Flemming Ornskov, Shire's chief executive, will update investors on prospects for key medicines on Monday afternoon, mirroring the approach of disclosing long-range internal forecasts used by fellow London-listed drugmaker AstraZeneca in its successful defence against Pfizer.
The market is already looking for AbbVie to sweeten its offer to win its prize, with analysts at Jefferies estimating it could make the deal pay at a price of up to 55 pounds a share, or $55 billion, against AbbVie's most recent rejected cash-and-shares offer on May 30 of just over 46 pounds.
The two companies confirmed a series of approaches after Reuters revealed the talks last week.
However, there is no bid on offer at the moment, putting pressure on Shire to either squeeze a better deal out of AbbVie or prove to shareholders it can drive growth faster than already upbeat consensus forecasts suggest.

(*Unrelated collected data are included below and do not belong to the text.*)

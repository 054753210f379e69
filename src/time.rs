//! # Time scale helpers
//!
//! The search engine works on plain `f64` seconds. By convention this crate uses
//! **TDB seconds past J2000** (2000-01-01 12:00:00 TDB), the independent variable of
//! ephemeris-based state evaluators. This module converts between that scale and
//! [`hifitime::Epoch`], and builds confinement windows from epochs or calendar strings.
//!
//! Calendar strings are parsed by hifitime, e.g. `"2024-03-20T03:06:00 UTC"`; a string
//! without time scale suffix is read as UTC.
//!
//! ```rust
//! use gfsearch::time::{tdb_seconds_to_epoch, window_from_calendar};
//!
//! let window = window_from_calendar(&[("2024-01-01T00:00:00 UTC", "2024-01-02T00:00:00 UTC")]).unwrap();
//! let day = window.interval(0).unwrap();
//! assert!((day.length() - 86_400.0).abs() < 1e-3);
//!
//! let (start, _) = day.to_epochs();
//! assert_eq!(start, tdb_seconds_to_epoch(day.start()));
//! ```
use hifitime::Epoch;
use std::str::FromStr;

use crate::constants::{Seconds, SECONDS_PER_DAY};
use crate::gfsearch_errors::SearchError;
use crate::window::{Interval, TimeWindow};

/// Seconds past J2000 in the TDB scale.
pub fn epoch_to_tdb_seconds(epoch: Epoch) -> Seconds {
    epoch.to_tdb_seconds()
}

/// Inverse of [`epoch_to_tdb_seconds`].
pub fn tdb_seconds_to_epoch(t: Seconds) -> Epoch {
    Epoch::from_tdb_seconds(t)
}

/// Transformation from modified julian date (MJD) in the UTC scale to TDB seconds past J2000
///
/// Argument
/// --------
/// * `mjd`: modified julian date, UTC
///
/// Return
/// ------
/// * TDB seconds past J2000
pub fn mjd_utc_to_tdb_seconds(mjd: f64) -> Seconds {
    Epoch::from_mjd_utc(mjd).to_tdb_seconds()
}

/// Transformation from TDB seconds past J2000 to julian days in the TDB scale
pub fn tdb_seconds_to_jd(t: Seconds) -> f64 {
    Epoch::from_tdb_seconds(t).to_jde_tdb_days()
}

/// Parse a calendar string and convert it to TDB seconds past J2000.
///
/// Return
/// ------
/// * the time, or [`SearchError::InvalidEpoch`] if hifitime rejects the string
pub fn calendar_to_tdb_seconds(date: &str) -> Result<Seconds, SearchError> {
    Epoch::from_str(date)
        .map(|epoch| epoch.to_tdb_seconds())
        .map_err(|e| SearchError::InvalidEpoch(format!("{date}: {e}")))
}

/// Build a window from `(start, end)` epoch pairs, merging as [`TimeWindow::insert`] does.
///
/// Return
/// ------
/// * the window, or [`SearchError::InvalidInterval`] if a pair ends before it starts
pub fn window_from_epochs(pairs: &[(Epoch, Epoch)]) -> Result<TimeWindow, SearchError> {
    let mut window = TimeWindow::new();
    for (start, end) in pairs {
        window.insert(start.to_tdb_seconds(), end.to_tdb_seconds())?;
    }
    Ok(window)
}

/// Build a window from `(start, end)` calendar string pairs.
///
/// Return
/// ------
/// * the window
/// * [`SearchError::InvalidEpoch`] if a string cannot be parsed
/// * [`SearchError::InvalidInterval`] if a pair ends before it starts
pub fn window_from_calendar(pairs: &[(&str, &str)]) -> Result<TimeWindow, SearchError> {
    let mut window = TimeWindow::new();
    for (start, end) in pairs {
        window.insert(calendar_to_tdb_seconds(start)?, calendar_to_tdb_seconds(end)?)?;
    }
    Ok(window)
}

impl Interval {
    /// Bounds of the interval as epochs, reading them as TDB seconds past J2000.
    pub fn to_epochs(&self) -> (Epoch, Epoch) {
        (
            tdb_seconds_to_epoch(self.start()),
            tdb_seconds_to_epoch(self.end()),
        )
    }

    /// Length of the interval in days.
    pub fn length_days(&self) -> f64 {
        self.length() / SECONDS_PER_DAY
    }
}
//! # Constants and type definitions for gfsearch
//!
//! This module centralizes the **numerical defaults** and **common type aliases** used by the
//! window algebra and the search engine.
//!
//! ## Overview
//!
//! - Working time scale: seconds past J2000 in the TDB scale
//! - Default convergence tolerance for root refinement
//! - Default cap on the number of result intervals

// -------------------------------------------------------------------------------------------------
// Time scale and conversions
// -------------------------------------------------------------------------------------------------

/// Time coordinate of the engine, in seconds past J2000 TDB
pub type Seconds = f64;

/// Number of seconds in a Julian day
pub const SECONDS_PER_DAY: f64 = 86_400.0;

/// Number of seconds in an hour
pub const SECONDS_PER_HOUR: f64 = 3_600.0;

// -------------------------------------------------------------------------------------------------
// Search defaults
// -------------------------------------------------------------------------------------------------

/// Default convergence tolerance (seconds) used to refine transition times.
///
/// Tight enough that the tolerance rarely limits accuracy: the quality of the data behind
/// the state evaluator usually does.
pub const CNVTOL: Seconds = 1e-6;

/// Default sampling step (seconds): one hour.
pub const DEFAULT_STEP: Seconds = SECONDS_PER_HOUR;

/// Default maximum number of result intervals returned by a search
pub const DEFAULT_MAX_RESULT_INTERVALS: usize = 10_000;
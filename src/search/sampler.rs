//! # Sample times within one confinement interval
//!
//! [`StepSampler`] walks a closed interval `[a, b]` forward and yields the times at which
//! the state evaluator is sampled. Both endpoints are always produced and the last sample
//! is exactly `b`.
//!
//! Cadence
//! -----------------
//! * **Fixed** – when the strategy reports a [`fixed_step`](SearchStrategy::fixed_step),
//!   sample `k` is `a + k·step`, computed directly so that long intervals accumulate no
//!   rounding drift. `[0, 10]` with step `3` yields `0, 3, 6, 9, 10`; with step `5` it yields
//!   `0, 5, 10` (the right endpoint is not repeated).
//! * **Adaptive** – otherwise `t_{k+1} = t_k + step_size(t_k)`.
//!
//! Every step is clamped to `b`. A zero-width interval yields its single point.
//!
//! Errors
//! -----------------
//! * [`SearchError::InvalidConfig`] when the strategy returns a step that is not finite and
//!   `> 0`, or one too small to advance the floating-point time.
//! * [`SearchError::Cancelled`] when [`SearchStrategy::is_interrupted`] reports `true`;
//!   it is polled before every sample.
//!
//! The iterator is fused after its first error.
use log::trace;

use crate::constants::Seconds;
use crate::gfsearch_errors::SearchError;
use crate::search::gt0;
use crate::search::strategy::SearchStrategy;
use crate::window::Interval;

pub struct StepSampler<'a, St: ?Sized> {
    interval: Interval,
    strategy: &'a St,
    /// Index of the next fixed-step sample.
    k: u64,
    last: Option<Seconds>,
    done: bool,
}

impl<'a, St: SearchStrategy + ?Sized> StepSampler<'a, St> {
    pub fn new(interval: Interval, strategy: &'a St) -> Self {
        StepSampler {
            interval,
            strategy,
            k: 0,
            last: None,
            done: false,
        }
    }

    pub fn interval(&self) -> &Interval {
        &self.interval
    }

    fn next_time(&mut self) -> Result<Seconds, SearchError> {
        let Some(prev) = self.last else {
            return Ok(self.interval.start());
        };

        let candidate = match self.strategy.fixed_step() {
            Some(step) => {
                check_step(step, prev)?;
                self.k += 1;
                self.interval.start() + self.k as f64 * step
            }
            None => {
                let step = self.strategy.step_size(prev);
                check_step(step, prev)?;
                prev + step
            }
        };

        let t = candidate.min(self.interval.end());
        if t <= prev {
            return Err(SearchError::InvalidConfig(format!(
                "sampling step does not advance past t = {prev}"
            )));
        }
        Ok(t)
    }
}

fn check_step(step: Seconds, t: Seconds) -> Result<(), SearchError> {
    if step.is_finite() && gt0(step) {
        Ok(())
    } else {
        Err(SearchError::InvalidConfig(format!(
            "step must be finite and > 0, got {step} at t = {t}"
        )))
    }
}

impl<St: SearchStrategy + ?Sized> Iterator for StepSampler<'_, St> {
    type Item = Result<Seconds, SearchError>;

    fn next(&mut self) -> Option<Self::Item> {
        if self.done {
            return None;
        }
        if self.strategy.is_interrupted() {
            self.done = true;
            return Some(Err(SearchError::Cancelled));
        }

        match self.next_time() {
            Ok(t) => {
                if t >= self.interval.end() {
                    self.done = true;
                }
                self.last = Some(t);
                Some(Ok(t))
            }
            Err(err) => {
                trace!("sampler stopped on {}: {err}", self.interval);
                self.done = true;
                Some(Err(err))
            }
        }
    }
}

impl<St: SearchStrategy + ?Sized> std::iter::FusedIterator for StepSampler<'_, St> {}
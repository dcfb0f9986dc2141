pub mod app;
pub mod cli;
pub mod client;
pub mod config;
pub mod display;
pub mod inventory;
pub mod output;
pub mod render;

#[cfg(test)]
mod tests;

Shares in Shire, which hit a all-time high on Friday, were trading 1.4 percent lower by 0845 GMT.
After declaring last week that annual product sales were set to more than double by 2020 to $10 billion, Ornskov will flesh out this forecast with details on specific drugs, according to people familiar with the matter.
These include its best-selling hyperactivity medicine Vyvanse, which is now also being tested as a treatment for binge eating, as well as therapies for various rare diseases and eye disorders.
Shire's strategy copies AstraZeneca's in another way, too, by highlighting the execution risks associated with AbbVie's plan to cut its tax bill through redomiciling in Britain for tax purposes - an industry-wide ploy that has sparked growing political concerns.
Such so-called "inversions" by U.S. companies have moved centre-stage in the pharmaceuticals sector this year, with those firms still paying high tax rates anxious to strike deals that will help them compete with rivals now enjoying lower taxes.
Whether Shire, long viewed as a likely takeover target, escapes the clutches of a larger predator is uncertain and the company is widely seen as more vulnerable to a takeover by AbbVie - or another company - than AstraZeneca.
That reflects both its smaller size, which makes it a more manageable target for a wider range of players, and the lack of attendant political issues in Britain, where the company has a relatively small workforce.
Although established in Britain in 1986 and listed in London, Shire conducts most of its business in the United States and has been resident in Ireland for tax purposes since 2008.
Other companies that industry sources say have looked at Shire in the past include Allergan, itself the target of a takeover approach by Valeant. Banking sources suggest Shire could also appeal to groups such as Bristol-Myers Squibb and Gilead Sciences.
One senior banker described Shire as a "valued inversion target" but he stressed that potential bidders still needed to demonstrate a tie-up also made strategic sense.
For AbbVie CEO Richard Gonzalez, Shire fits the bill in one important respect: it offers a way to reduce his firm's over-reliance on rheumatoid arthritis drug Humira, the world's top-selling medicine, which accounted for 58 percent of the company's sales in the first quarter.
Humira's U.S. patent lapses in late 2016, although it may take years for other drugmakers to develop their own versions of the antibody treatment.